In general, the MTU across IP Transit links (i.e., between
your and your upstream's border routers, or between your
peering router and those of other networks) is about 1,500
bytes.
The MTU within your core (or core of the network your
connected to) would, these days (although not always), be
larger than what is supported across the peering link.
So if the majority of your traffic is off-net, i.e., it's
crossing your peering links into another network's domain,
your backbone must be able to support at least the MTU that
is supported on your peering/transit links.

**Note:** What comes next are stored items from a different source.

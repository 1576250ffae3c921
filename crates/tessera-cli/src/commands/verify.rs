//! The `tessera verify` subcommand.
//!
//! Verifies the maintainer signatures of profiles and exits non-zero if any
//! profile is rejected.

use std::path::PathBuf;
use std::process;
use std::time::Duration;

use clap::Args;
use color_eyre::eyre::Result;
use serde::Serialize;
use tessera_profile::registry;
use tessera_seal::{ProfileVerifier, VerificationReport};

use crate::config::Config;

/// Arguments for `tessera verify`.
#[derive(Args)]
pub struct VerifyArgs {
    /// Profile files to verify.
    #[arg(required_unless_present = "all", conflicts_with = "all")]
    pub files: Vec<PathBuf>,

    /// Verify every profile in the registry.
    #[arg(long)]
    pub all: bool,

    /// Output results as JSON.
    #[arg(long)]
    pub json: bool,

    /// Timeout in seconds for each key fetch.
    #[arg(long, value_name = "SECS")]
    pub timeout: Option<u64>,

    /// Skip Web Key Directory lookups and use only maintainer key URLs.
    #[arg(long)]
    pub no_wkd: bool,

    /// Reject profiles whose key fingerprint differs from the maintainer record.
    #[arg(long)]
    pub enforce_fingerprint: bool,
}

/// Per-file result for JSON output.
#[derive(Serialize)]
struct FileOutcome {
    path: PathBuf,
    #[serde(flatten)]
    result: Outcome,
}

#[derive(Serialize)]
#[serde(rename_all = "snake_case")]
enum Outcome {
    Report(VerificationReport),
    Error(String),
}

impl FileOutcome {
    const fn accepted(&self) -> bool {
        match &self.result {
            Outcome::Report(report) => report.accepted,
            Outcome::Error(_) => false,
        }
    }
}

/// Execute the verify command.
pub fn execute(args: VerifyArgs, config: &Config) -> Result<()> {
    let mut verify_config = config.verify.to_verify_config();
    if let Some(secs) = args.timeout {
        verify_config.fetch_timeout = Duration::from_secs(secs);
    }
    if args.no_wkd {
        verify_config.use_wkd = false;
    }
    if args.enforce_fingerprint {
        verify_config.enforce_fingerprint = true;
    }

    let paths = if args.all {
        registry::scan(&config.registry.root)?
            .into_iter()
            .map(|entry| entry.path)
            .collect()
    } else {
        args.files
    };

    let verifier = ProfileVerifier::new(verify_config);
    let total = paths.len();
    let mut outcomes = Vec::new();
    let mut rejected = 0usize;

    for path in paths {
        let result = match verifier.verify_file(&path) {
            Ok(report) => Outcome::Report(report),
            Err(e) => Outcome::Error(e.to_string()),
        };
        let outcome = FileOutcome { path, result };
        if !outcome.accepted() {
            rejected += 1;
        }
        if args.json {
            outcomes.push(outcome);
        } else {
            print_outcome(&outcome);
        }
    }

    if args.json {
        println!("{}", serde_json::to_string_pretty(&outcomes)?);
    } else if total > 1 {
        println!(
            "{total} profile(s) checked, {} accepted, {rejected} rejected",
            total - rejected
        );
    }

    if rejected > 0 {
        process::exit(1);
    }

    Ok(())
}

fn print_outcome(outcome: &FileOutcome) {
    println!("== {}", outcome.path.display());
    match &outcome.result {
        Outcome::Error(e) => {
            println!("[FAIL] {e}");
            println!();
            println!("Verification FAILED");
        }
        Outcome::Report(report) => {
            for step in &report.steps {
                println!("[{}] {}", step.label(), step.message());
            }
            for advisory in &report.advisories {
                println!("[ADVISORY] {advisory}");
            }
            println!();
            if report.accepted {
                println!("Verification PASSED ({})", report.verdict);
            } else {
                println!("Verification FAILED ({})", report.verdict);
            }
        }
    }
    println!();
}
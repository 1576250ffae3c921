//! The `tessera manifest` subcommand.
//!
//! Aggregates every registry profile into `manifest.json`.

use std::path::PathBuf;

use chrono::Utc;
use clap::Args;
use color_eyre::eyre::{Result, WrapErr};
use tessera_profile::manifest::{self, ManifestOptions};

use crate::config::Config;

/// Arguments for `tessera manifest`.
#[derive(Args)]
pub struct ManifestArgs {
    /// Output path (default: `manifest.json` in the registry root).
    #[arg(short, long, value_name = "PATH")]
    pub output: Option<PathBuf>,
}

/// Execute the manifest command.
pub fn execute(args: &ManifestArgs, config: &Config) -> Result<()> {
    let root = &config.registry.root;
    let options = ManifestOptions {
        raw_base_url: config.registry.raw_base_url.clone(),
        now: Utc::now(),
    };

    let manifest = manifest::generate(root, &options)?;
    let output = args
        .output
        .clone()
        .unwrap_or_else(|| root.join("manifest.json"));

    manifest::write(&manifest, &output)
        .wrap_err_with(|| format!("failed to write {}", output.display()))?;

    let versions: usize = manifest.devices.values().map(|d| d.versions.len()).sum();
    println!(
        "Wrote {} ({} device(s), {versions} version(s))",
        output.display(),
        manifest.devices.len()
    );

    Ok(())
}
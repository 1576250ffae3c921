//! The `tessera validate` subcommand.

use std::path::{Path, PathBuf};
use std::process;

use clap::Args;
use color_eyre::eyre::Result;
use tessera_profile::Profile;
use tessera_profile::registry;
use tessera_profile::validate::{self, Severity};

/// Arguments for `tessera validate`.
#[derive(Args)]
pub struct ValidateArgs {
    /// Profile files to validate (default: every profile in the registry).
    pub files: Vec<PathBuf>,
}

/// Execute the validate command.
pub fn execute(args: &ValidateArgs, root: &Path) -> Result<()> {
    let paths = if args.files.is_empty() {
        registry::scan(root)?
            .into_iter()
            .map(|entry| entry.path)
            .collect()
    } else {
        args.files.clone()
    };

    let mut errors = 0usize;
    let mut warnings = 0usize;
    let mut failed = 0usize;

    for path in &paths {
        let issues = match Profile::load(path) {
            Ok(profile) => validate::validate(&profile),
            Err(e) => {
                println!("[ERROR] {e}");
                errors += 1;
                failed += 1;
                continue;
            }
        };

        if issues.is_empty() {
            println!("[OK] {}", path.display());
            continue;
        }

        if !validate::passes(&issues) {
            failed += 1;
        }

        println!("{}", path.display());
        for issue in &issues {
            match issue.severity {
                Severity::Error => {
                    errors += 1;
                    println!("  [ERROR] {issue}");
                }
                Severity::Warning => {
                    warnings += 1;
                    println!("  [WARN] {issue}");
                }
            }
        }
    }

    println!();
    println!(
        "{} profile(s) checked, {errors} error(s), {warnings} warning(s)",
        paths.len()
    );

    if failed > 0 {
        process::exit(1);
    }

    Ok(())
}
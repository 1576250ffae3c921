//! Ephemeral, per-verification keyring.
//!
//! A [`TrustStore`] holds exactly one imported OpenPGP certificate in
//! memory. It is only reachable through [`TrustStore::with_scope`], which
//! lends a [`TrustHandle`] to a closure and drops the store when the
//! closure returns, on every path. Nothing is written to disk.

use sequoia_openpgp as openpgp;

use openpgp::Cert;
use openpgp::parse::Parse;

use crate::error::SealError;
use crate::resolver::KeyMaterial;

/// An isolated keyring holding one signer certificate.
pub struct TrustStore {
    cert: Cert,
}

/// Borrowed access to the certificate of a live [`TrustStore`].
///
/// The lifetime ties the handle to the scope that created it.
pub struct TrustHandle<'s> {
    store: &'s TrustStore,
}

impl TrustStore {
    /// Import `key` into a fresh store and run `f` with a handle to it.
    ///
    /// Import fails if the bytes are not exactly one OpenPGP certificate
    /// (binary or ASCII-armored).
    pub fn with_scope<T>(
        key: KeyMaterial,
        f: impl FnOnce(&TrustHandle<'_>) -> T,
    ) -> Result<T, SealError> {
        let store = Self::import(&key)?;
        drop(key);
        let handle = TrustHandle { store: &store };
        Ok(f(&handle))
    }

    fn import(key: &KeyMaterial) -> Result<Self, SealError> {
        let cert = Cert::from_bytes(key.as_bytes())
            .map_err(|e| SealError::Engine(format!("failed to import key: {e}")))?;
        tracing::debug!(fingerprint = %cert.fingerprint(), "imported key into trust store");
        Ok(Self { cert })
    }
}

impl Drop for TrustStore {
    fn drop(&mut self) {
        tracing::debug!(fingerprint = %self.cert.fingerprint(), "trust store discarded");
    }
}

impl TrustHandle<'_> {
    /// The imported certificate.
    pub(crate) const fn cert(&self) -> &Cert {
        &self.store.cert
    }

    /// Primary key fingerprint, uppercase hex without spaces.
    pub fn fingerprint(&self) -> String {
        self.store.cert.fingerprint().to_hex()
    }

    /// Fingerprints of the primary key and every subkey.
    pub fn fingerprints(&self) -> Vec<String> {
        self.store
            .cert
            .keys()
            .map(|ka| ka.key().fingerprint().to_hex())
            .collect()
    }

    /// User IDs bound to the certificate.
    pub fn user_ids(&self) -> Vec<String> {
        self.store
            .cert
            .userids()
            .map(|ua| String::from_utf8_lossy(ua.userid().value()).into_owned())
            .collect()
    }
}

/// Normalize a fingerprint for comparison.
///
/// Strips whitespace and an optional `0x` prefix, then uppercases.
pub fn normalize_fingerprint(fingerprint: &str) -> String {
    let compact: String = fingerprint
        .chars()
        .filter(|c| !c.is_whitespace())
        .collect();
    let compact = compact
        .strip_prefix("0x")
        .or_else(|| compact.strip_prefix("0X"))
        .unwrap_or(&compact);
    compact.to_ascii_uppercase()
}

As Nishal has pointed out, a large MTU in your core does not
mean much, as the largest MTU you can support will be the
smallest MTU any of your network's interfaces supports. This
is why it helps to have a consistent policy on what your
core MTU is. Simple advice, if you can, it should be as
large as possible so you can support additional network
fetaures in the future, as well as customers that may
require it for on-net traffic. This is a-whole-nother thread
unto itself :-).
Mark.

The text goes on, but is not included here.